Automating the trigger does not fix any of this. It scales it. You are now making the same unprofitable offer in milliseconds, across every channel, to everyone who slows down for a moment. The leak is identical. The tap is just wider open.

The number that flatters everything

There is a reason this keeps happening. Most teams measure the wrong thing.

The usual metric is redemption. The code went out, was used, and the dashboard turned green. It looks like the offer worked.

It tells you almost nothing. A used code does not prove the sale needed it. The shopper who would have bought anyway also redeems and looks identical in the report.

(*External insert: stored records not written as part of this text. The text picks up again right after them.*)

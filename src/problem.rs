//! Concrete cardiac mechanics problems.
//!
//! A problem decides which boundaries are loaded and which are clamped, and provides the
//! material, the pressure and optionally a fiber field, all as functions of the load factor.
use crate::boundary::{homogeneous_dirichlet, BoundaryClassification, DirichletFunction};
use crate::config::Config;
use crate::error::BoundaryError;
use crate::mesh::procedural::{LV_BASE, LV_ENDOCARDIUM};
use crate::mesh::BoundaryId;
use cardiax_solid::active::ActiveFiberStress;
use cardiax_solid::fiber::{FiberField, ProlateSpheroid};
use cardiax_solid::guccione::GuccioneMaterial;
use cardiax_solid::StressLaw;
use nalgebra::Point3;

pub trait CardiacProblem: Send + Sync {
    type Material: StressLaw + Sync;

    /// Classifies the boundary ids of the problem as Neumann or Dirichlet boundaries.
    ///
    /// Ids that are left unclassified are traction-free.
    fn initialise_boundaries_tag(&self, classification: &mut BoundaryClassification) -> Result<(), BoundaryError>;

    /// The material at the given load factor in `[0, 1]`.
    fn material(&self, load_factor: f64) -> Self::Material;

    /// Pressure acting on the Neumann boundaries at a point of the reference configuration.
    fn pressure(&self, x: &Point3<f64>, load_factor: f64) -> f64;

    /// A fiber field, if the material needs fiber directions. The transmural coordinate it is
    /// evaluated with comes from an auxiliary diffusion solve.
    fn fiber_field(&self) -> Option<&(dyn FiberField + Sync)> {
        None
    }
}

/// Idealized left ventricle with fibers from a prolate spheroidal rule, loaded by an
/// endocardial pressure and an active fiber tension.
#[derive(Debug, Clone, PartialEq)]
pub struct IdealizedLvFiber {
    material: GuccioneMaterial,
    fiber: ProlateSpheroid,
    pressure: f64,
    tension: f64,
    neumann: Vec<BoundaryId>,
    dirichlet: Vec<BoundaryId>,
}

impl IdealizedLvFiber {
    /// Boundaries not listed in the configuration default to the endocardium for the pressure
    /// and the base for the clamp.
    pub fn from_config(config: &Config) -> Self {
        let neumann = if config.boundaries.neumann.is_empty() {
            vec![LV_ENDOCARDIUM]
        } else {
            config.boundaries.neumann.clone()
        };
        let dirichlet = if config.boundaries.dirichlet.is_empty() {
            vec![LV_BASE]
        } else {
            config.boundaries.dirichlet.clone()
        };
        Self {
            material: config.material.into(),
            fiber: config.fiber,
            pressure: config.pressure.boundary_value,
            tension: config.pressure.fiber_value,
            neumann,
            dirichlet,
        }
    }

    pub fn fiber(&self) -> &ProlateSpheroid {
        &self.fiber
    }
}

impl CardiacProblem for IdealizedLvFiber {
    type Material = ActiveFiberStress<GuccioneMaterial>;

    fn initialise_boundaries_tag(&self, classification: &mut BoundaryClassification) -> Result<(), BoundaryError> {
        for &id in &self.neumann {
            classification.add_neumann(id)?;
        }
        for &id in &self.dirichlet {
            classification.add_dirichlet(id, homogeneous_dirichlet())?;
        }
        Ok(())
    }

    fn material(&self, load_factor: f64) -> Self::Material {
        ActiveFiberStress::new(self.material, self.tension * load_factor)
    }

    fn pressure(&self, _x: &Point3<f64>, load_factor: f64) -> f64 {
        self.pressure * load_factor
    }

    fn fiber_field(&self) -> Option<&(dyn FiberField + Sync)> {
        Some(&self.fiber)
    }
}

/// A block of tissue with a constant pressure on its Neumann boundaries and prescribed
/// displacements on its Dirichlet boundaries. No fiber field is used.
#[derive(Clone)]
pub struct BoxProblem<M = GuccioneMaterial> {
    material: M,
    pressure: f64,
    neumann: Vec<BoundaryId>,
    dirichlet: Vec<(BoundaryId, DirichletFunction)>,
}

impl<M: std::fmt::Debug> std::fmt::Debug for BoxProblem<M> {
    fn fmt(&self, f: &mut std::fmt::Formatter<'_>) -> std::fmt::Result {
        f.debug_struct("BoxProblem")
            .field("material", &self.material)
            .field("pressure", &self.pressure)
            .field("neumann", &self.neumann)
            .field(
                "dirichlet",
                &self.dirichlet.iter().map(|(id, _)| *id).collect::<Vec<_>>(),
            )
            .finish()
    }
}

impl<M> BoxProblem<M> {
    pub fn new(material: M) -> Self {
        Self {
            material,
            pressure: 0.0,
            neumann: Vec::new(),
            dirichlet: Vec::new(),
        }
    }

    pub fn with_pressure(self, pressure: f64) -> Self {
        Self { pressure, ..self }
    }

    pub fn with_neumann(mut self, boundary_id: BoundaryId) -> Self {
        self.neumann.push(boundary_id);
        self
    }

    pub fn with_dirichlet(mut self, boundary_id: BoundaryId, function: DirichletFunction) -> Self {
        self.dirichlet.push((boundary_id, function));
        self
    }
}

impl BoxProblem<GuccioneMaterial> {
    /// Passive material, pressure and boundaries from the configuration. Dirichlet boundaries
    /// are clamped.
    pub fn from_config(config: &Config) -> Self {
        let mut problem = Self::new(config.material.into()).with_pressure(config.pressure.boundary_value);
        for &id in &config.boundaries.neumann {
            problem = problem.with_neumann(id);
        }
        for &id in &config.boundaries.dirichlet {
            problem = problem.with_dirichlet(id, homogeneous_dirichlet());
        }
        problem
    }
}

impl<M> CardiacProblem for BoxProblem<M>
where
    M: StressLaw + Clone + Send + Sync,
{
    type Material = M;

    fn initialise_boundaries_tag(&self, classification: &mut BoundaryClassification) -> Result<(), BoundaryError> {
        for &id in &self.neumann {
            classification.add_neumann(id)?;
        }
        for (id, function) in &self.dirichlet {
            classification.add_dirichlet(*id, function.clone())?;
        }
        Ok(())
    }

    fn material(&self, _load_factor: f64) -> M {
        self.material.clone()
    }

    fn pressure(&self, _x: &Point3<f64>, load_factor: f64) -> f64 {
        self.pressure * load_factor
    }
}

Counting redemptions cannot distinguish between offers that changed a decision and those that just gave away margin.

The honest question is not "did the offer get used?" It is "Did the offer change what the shopper did?" Those are different questions, and only one of them protects profit.

The move these tools are missing

Suppression.

Take the exact same signals and ask a different question. Not "what discount fits this trigger." Instead, "Is this shopper likely to convert without one?"

If the answer is yes, do nothing. Hold the offer back. Let them buy at full price, because they were going to.

Picture two shoppers who both stall at checkout for a minute. One has visited three times this week, has the item saved in a basket, and has landed straight on the payment step. The other arrived via a voucher code site and is bouncing between tabs. The giveaway machine offers the same 10%. A model reading intent gives the first one nothing and holds the offer for the second, where it might actually change the outcome.

Same signals. Different decision. That decision is the part that the discount-only tools never make. They can read intent. They only know how to spend it.

How to tell if your AI is only discounting faster

Three quick checks.

  1. Does it ever decide not to show an offer? If every trigger ends in a code, that is an automation, not a decision.
  2. Do you measure whether behaviour changed, or only whether codes got used? Redemption rate flatters everything.
  3. Are high-intent shoppers protected from offers, or do they get the same code as the wobblers? Run a holdout. Show the offer to one group, withhold it from a matched group. The gap between them is the only number that counts.

The point

Faster is not the same as smarter.

Discounting at machine speed still hands a margin to people who did not need the nudge. You have just made the mistake quicker and in more places at once.

The upgrade worth wanting is not an AI that discounts the instant someone pauses. It is one that knows when to stay quiet.